What emerged from that was the framework for how you build and grow a brand online: show up at the top of Google Search; bid on the right keywords; send lots of newsletters; discount liberally; aim for the click; optimise towards that; optimise more. And all the while you could point back to all that beautiful data as justification for it working perfectly.

But does it? According to Charlie Oscar – who describe themselves as a marketing science-powered digital agency – the answer is mostly no. And, by the way, we’ve been measuring the wrong data the whole time anyway.

THE CLICK IS SEDUCTIVE

That satisfying clunk of a finger on a mouse or trackpad has come to symbolise a lot for brands. Perhaps that’s because it’s such a neat and tidy metric: person clicks, person buys (or likes, or follows). In truth, says Charlie Oscar, it’s the wrong way to think about brand building.

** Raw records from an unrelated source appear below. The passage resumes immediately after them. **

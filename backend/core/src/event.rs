//! Inbound webhook model.
//!
//! The platform posts `{"destination": ..., "events": [...]}`. Events are kept
//! as raw JSON until [`WebhookEvent::from_value`] decodes them one at a time,
//! so a single odd event never poisons the rest of the batch.

use chrono::{DateTime, TimeZone, Utc};
use serde::de::DeserializeOwned;
use serde::{Deserialize, Serialize};
use serde_json::Value;
use std::fmt;

use crate::error::StayError;

/// Request body delivered to the webhook.
#[derive(Debug, Clone, Default, Deserialize)]
pub struct WebhookBody {
    /// Bot user id the events were sent to.
    #[serde(default)]
    pub destination: Option<String>,
    #[serde(default)]
    pub events: Option<Vec<Value>>,
}

impl WebhookBody {
    /// The event batch; `null` and a missing key both read as empty.
    pub fn events(&self) -> &[Value] {
        self.events.as_deref().unwrap_or_default()
    }

    pub fn is_verification_ping(&self) -> bool {
        self.events().is_empty()
    }
}

/// Single-use handle authorizing one reply to one event.
#[derive(Clone, PartialEq, Eq, Hash, Serialize, Deserialize)]
#[serde(transparent)]
pub struct ReplyToken(String);

impl ReplyToken {
    pub fn new(token: impl Into<String>) -> Self {
        Self(token.into())
    }

    pub fn as_str(&self) -> &str {
        &self.0
    }
}

impl fmt::Display for ReplyToken {
    fn fmt(&self, f: &mut fmt::Formatter<'_>) -> fmt::Result {
        let prefix: String = self.0.chars().take(6).collect();
        if prefix.len() < self.0.len() {
            write!(f, "{prefix}…")
        } else {
            f.write_str(&prefix)
        }
    }
}

impl fmt::Debug for ReplyToken {
    fn fmt(&self, f: &mut fmt::Formatter<'_>) -> fmt::Result {
        write!(f, "ReplyToken({self})")
    }
}

/// Who the event came from.
#[derive(Debug, Clone, Default, Deserialize)]
#[serde(rename_all = "camelCase")]
pub struct Source {
    #[serde(rename = "type", default)]
    pub kind: String,
    pub user_id: Option<String>,
    pub group_id: Option<String>,
    pub room_id: Option<String>,
}

impl Source {
    /// Most specific id available, for log lines.
    pub fn id(&self) -> Option<&str> {
        self.user_id
            .as_deref()
            .or(self.group_id.as_deref())
            .or(self.room_id.as_deref())
    }
}

#[derive(Debug, Clone, Deserialize)]
#[serde(rename_all = "camelCase")]
pub struct FollowEvent {
    /// Absent on `mode: "standby"` deliveries.
    pub reply_token: Option<ReplyToken>,
    pub source: Option<Source>,
    pub timestamp: Option<i64>,
}

#[derive(Debug, Clone, Deserialize)]
#[serde(rename_all = "camelCase")]
pub struct PostbackEvent {
    pub reply_token: Option<ReplyToken>,
    pub postback: PostbackContent,
    pub source: Option<Source>,
    pub timestamp: Option<i64>,
}

#[derive(Debug, Clone, Deserialize)]
pub struct PostbackContent {
    pub data: String,
    /// Date/time picker results; unused by the bot.
    #[serde(default)]
    pub params: Option<Value>,
}

#[derive(Debug, Clone, Deserialize)]
#[serde(rename_all = "camelCase")]
pub struct MessageEvent {
    pub reply_token: Option<ReplyToken>,
    pub message: MessageContent,
    pub source: Option<Source>,
    pub timestamp: Option<i64>,
}

#[derive(Debug, Clone, Deserialize)]
pub struct MessageContent {
    #[serde(rename = "type")]
    pub kind: String,
    pub id: Option<String>,
    pub text: Option<String>,
}

impl MessageContent {
    /// The text of a `text` message; `None` for stickers, images, etc.
    pub fn text(&self) -> Option<&str> {
        if self.kind == "text" {
            self.text.as_deref()
        } else {
            None
        }
    }
}

/// A decoded inbound event.
#[derive(Debug, Clone)]
pub enum WebhookEvent {
    Follow(FollowEvent),
    Postback(PostbackEvent),
    Message(MessageEvent),
    /// Any event type the bot does not answer (`unfollow`, `join`, `beacon`, ...).
    Unsupported { kind: String },
}

impl WebhookEvent {
    /// Decode one raw event from the batch.
    ///
    /// Unknown event types are not an error; a known type with a missing or
    /// mistyped field is.
    pub fn from_value(value: Value) -> Result<Self, StayError> {
        let kind = value
            .get("type")
            .and_then(Value::as_str)
            .unwrap_or_default()
            .to_owned();

        let event = match kind.as_str() {
            "follow" => WebhookEvent::Follow(decode(&kind, value)?),
            "postback" => WebhookEvent::Postback(decode(&kind, value)?),
            "message" => WebhookEvent::Message(decode(&kind, value)?),
            _ => WebhookEvent::Unsupported { kind },
        };
        Ok(event)
    }

    /// The platform's event type name.
    pub fn kind(&self) -> &str {
        match self {
            WebhookEvent::Follow(_) => "follow",
            WebhookEvent::Postback(_) => "postback",
            WebhookEvent::Message(_) => "message",
            WebhookEvent::Unsupported { kind } => kind,
        }
    }

    pub fn reply_token(&self) -> Option<&ReplyToken> {
        match self {
            WebhookEvent::Follow(e) => e.reply_token.as_ref(),
            WebhookEvent::Postback(e) => e.reply_token.as_ref(),
            WebhookEvent::Message(e) => e.reply_token.as_ref(),
            WebhookEvent::Unsupported { .. } => None,
        }
    }

    pub fn source(&self) -> Option<&Source> {
        match self {
            WebhookEvent::Follow(e) => e.source.as_ref(),
            WebhookEvent::Postback(e) => e.source.as_ref(),
            WebhookEvent::Message(e) => e.source.as_ref(),
            WebhookEvent::Unsupported { .. } => None,
        }
    }

    /// Delivery time reported by the platform (epoch millis).
    pub fn received_at(&self) -> Option<DateTime<Utc>> {
        let millis = match self {
            WebhookEvent::Follow(e) => e.timestamp,
            WebhookEvent::Postback(e) => e.timestamp,
            WebhookEvent::Message(e) => e.timestamp,
            WebhookEvent::Unsupported { .. } => None,
        }?;
        Utc.timestamp_millis_opt(millis).single()
    }
}

fn decode<T: DeserializeOwned>(kind: &str, value: Value) -> Result<T, StayError> {
    serde_json::from_value(value).map_err(|e| StayError::MalformedEvent(format!("{kind}: {e}")))
}

#[cfg(test)]
mod tests {
    use super::*;
    use serde_json::json;

    #[test]
    fn missing_and_null_events_read_as_empty() {
        let missing: WebhookBody = serde_json::from_value(json!({"destination": "U1"})).unwrap();
        assert!(missing.is_verification_ping());

        let null: WebhookBody = serde_json::from_value(json!({"events": null})).unwrap();
        assert!(null.is_verification_ping());

        let empty: WebhookBody = serde_json::from_value(json!({"events": []})).unwrap();
        assert!(empty.is_verification_ping());
    }

    #[test]
    fn decodes_postback() {
        let event = WebhookEvent::from_value(json!({
            "type": "postback",
            "replyToken": "b60d432864f44d079f6d8efe86cf404b",
            "source": {"type": "user", "userId": "U91eeaf62d901234567890123456789ab"},
            "timestamp": 1462629479859i64,
            "postback": {"data": "FAQ_WIFI"}
        }))
        .unwrap();

        let WebhookEvent::Postback(pb) = &event else {
            panic!("expected postback, got {event:?}");
        };
        assert_eq!(pb.postback.data, "FAQ_WIFI");
        assert_eq!(event.kind(), "postback");
        assert_eq!(
            event.source().and_then(Source::id),
            Some("U91eeaf62d901234567890123456789ab")
        );
        assert!(event.received_at().is_some());
    }

    #[test]
    fn sticker_message_has_no_text() {
        let event = WebhookEvent::from_value(json!({
            "type": "message",
            "replyToken": "tok",
            "message": {"type": "sticker", "id": "1", "packageId": "446", "stickerId": "1988"}
        }))
        .unwrap();

        let WebhookEvent::Message(msg) = event else {
            panic!("expected message");
        };
        assert_eq!(msg.message.text(), None);
    }

    #[test]
    fn unknown_type_is_unsupported_not_error() {
        let event = WebhookEvent::from_value(json!({"type": "unfollow", "source": {"type": "user"}})).unwrap();
        assert!(matches!(&event, WebhookEvent::Unsupported { kind } if kind == "unfollow"));
        assert!(event.reply_token().is_none());
    }

    #[test]
    fn standby_event_without_reply_token_decodes() {
        let event = WebhookEvent::from_value(json!({
            "type": "postback",
            "mode": "standby",
            "postback": {"data": "FAQ_WIFI"},
            "timestamp": 1462629479859i64
        }))
        .unwrap();

        assert_eq!(event.kind(), "postback");
        assert!(event.reply_token().is_none());
    }

    #[test]
    fn postback_without_data_is_malformed() {
        let err = WebhookEvent::from_value(json!({
            "type": "postback",
            "replyToken": "tok",
            "postback": {}
        }))
        .unwrap_err();
        assert!(matches!(err, StayError::MalformedEvent(ref m) if m.starts_with("postback")));
    }

    #[test]
    fn reply_token_is_shortened_in_logs() {
        let token = ReplyToken::new("nHuyWiB7yP5Zw52FIkcQobQuGDXCTA");
        assert_eq!(token.to_string(), "nHuyWi…");
        assert_eq!(format!("{token:?}"), "ReplyToken(nHuyWi…)");
        assert_eq!(ReplyToken::new("abc").to_string(), "abc");
    }
}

“Being able to measure clicks is probably the biggest negative thing that’s ever happened to digital marketing,” says Dan Wilson, Chief Data Officer at Charlie Oscar. “In 20 years in this industry, I’ve not met anyone who thinks last click measurement is good and yet 99% of them use it. I’ve never met anyone who would happily stand up and defend it.”

Back when TV was the big brand builder, there was no such rigorous measurement. You’d send your advert into the cultural ether, and have faith that it would do its job. But when the internet came along, we held marketing to a much higher standard.

“Being able to measure clicks is probably the biggest negative thing that’s ever happened to digital marketing.”

Dan Wilson — Chief Data Officer, Charlie Oscar

“The interaction became the big thing,” says Will Frappell, Chief Growth Officer at Charlie Oscar. “But if you’re just measuring the click, you’re basically optimising for people who are more likely to click. You’re optimising towards the action rather than the actual impact of what the ad’s doing. Engagement is not a good indicator of performance.”

DATA CAN LEAD BRANDS ASTRAY

The irony is that digital marketing was meant to fix the ‘problem’ of measuring creative work. It would let us track, to the very pixel, which ad or piece of messaging was landing, and then hone in on that. Creative work would be better and more effective, outcomes would be more impressive and brands could be more confident about the money they spent on agencies.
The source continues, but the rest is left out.